I started paying closer attention, and it turns out that even when you’re going off the radar, you’re still not as clever as you think you are.
Disappointed by how common Sophie felt, my husband and I updated our favorite names list, with originality as a key factor. We thought we’d found a hidden gem in Dashiell – not even in the SSA’s top 1000! — whom we could call Dash. We then toured a handful of preschools, and there was a Dashiell or Dash in every single one of them. (Met another one this morning, in fact.)
New mothers are constantly bummed by this side effect of city life. On a message board for downtown parents, one mom recently posted a question regarding her infant son, Porter, and got a response from another mom with a newborn named Porter. The first mother seemed shocked, and even a little defensive – “I can’t believe we met another Porter! Do you mind if I ask how you came up with it? We used it because it’s a family name.”
Ah, the family name defense. Shaking the family tree is one of the most acceptable ways for a Manhattanite to ascribe superiority to the choice of a name.
At a downtown playground, a mom watched her little girl take turns on a slide with a curly-headed boy. The boy’s father came up to observe the fun. “What’s her name?” Cool Dad asked the Mom.
“It’s Storr, a family name,” the Mom replied. “But we call her Storri.”
“Awesome! Is that with a “y” or an “i”?” Cool Dad asked, not missing a beat.
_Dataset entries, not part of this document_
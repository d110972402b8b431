//! Custom Askama template filters.

use std::fmt::Display;

use rust_decimal::Decimal;
use simple_shop_core::Price;

/// Returns the current year.
///
/// Usage in templates: `{{ ""|current_year }}`
#[allow(clippy::unnecessary_wraps)]
#[askama::filter_fn]
pub fn current_year(_value: impl Display, _env: &dyn askama::Values) -> askama::Result<i32> {
    use chrono::Datelike;
    Ok(chrono::Utc::now().year())
}

/// Formats a decimal amount as a peso price.
///
/// Usage in templates: `{{ variant.price|peso }}`
#[askama::filter_fn]
pub fn peso(amount: impl Display, _env: &dyn askama::Values) -> askama::Result<String> {
    let amount: Decimal = amount
        .to_string()
        .parse()
        .map_err(|e| askama::Error::Custom(Box::new(e)))?;
    Ok(Price::display(amount))
}
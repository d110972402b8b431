//! Health check endpoints.

use axum::{extract::State, http::StatusCode};

use crate::state::AppState;

/// Liveness health check endpoint.
///
/// Returns "ok" if the server is running. Does not check dependencies.
pub async fn health() -> &'static str {
    "ok"
}

/// Readiness health check endpoint.
///
/// Returns 503 Service Unavailable if the database is not reachable.
pub async fn readiness(State(state): State<AppState>) -> StatusCode {
    match sqlx::query("SELECT 1").fetch_one(state.pool()).await {
        Ok(_) => StatusCode::OK,
        Err(e) => {
            tracing::warn!("Readiness check failed: {e}");
            StatusCode::SERVICE_UNAVAILABLE
        }
    }
}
This “Storri” is a great example of a name that jumps on a celebrity bandwagon (Jenna Elfman’s Story Elias, Minnie Driver’s Henry Story), but has a personal connection that can give you the upper hand if you meet someone who got the idea from Minnie Driver. Basically, Storri is cool; Story, not so much.
As for ownership of a name, specific rules apply: thou shalt not use a friend’s name, unless it was already on your list at the time that her baby was born, and you made it clear at that time that you loved it. Trust me, even friends can become frenemies over the topic. At a local playground, I heard one mother ranting about a pal who’d named her new baby daughter Tallulah: “She hasn’t spoken to me since she did it, because we both know she stole it from my Tallulah.” (Apparently this complaining mother forgot that she herself “stole” it from Bruce Willis and Demi Moore, but that’s another story.)
So what’s an expectant parent to do? To find out, I asked two neighborhood friends who are both expecting their second children, to see what they wish they’d known the first time around and how they’re handling the task of naming #2.
My friend Cherylyn loves her daughter Sophia’s name, but did confess, “I’m just so bummed that it’s one of the most popular names.” For daughter #2, due in late November, she and her husband are slowly whittling down a list of favorites. “We’re definitely trying to find something more unique,” she said, adding that she keeps her ears open when she’s at the park or zoo. If she hears a name too many times, it drops off the list.
My friend Lucy is still pleased that she named her daughter Scarlett, saying it’s just distinctive enough that they almost never meet another one. But for Girl #2, due any minute, she and her husband are opting for an even more alternative choice. Emboldened by some of the names she’s heard, Lucy is confident that Baby #2 will fit in with any uniquely named peers. While the name will remain a surprise until the baby’s arrival, a traditional middle will balance the unusual first.
Lucy’s sure that her friends in the city will be delighted, and maybe even envious, but her English mother might not see the appeal: “I know my mother’s going to say, ‘You can’t name her that!’”
Well I say, sure you can. Just be prepared to meet another one on the first day of preschool.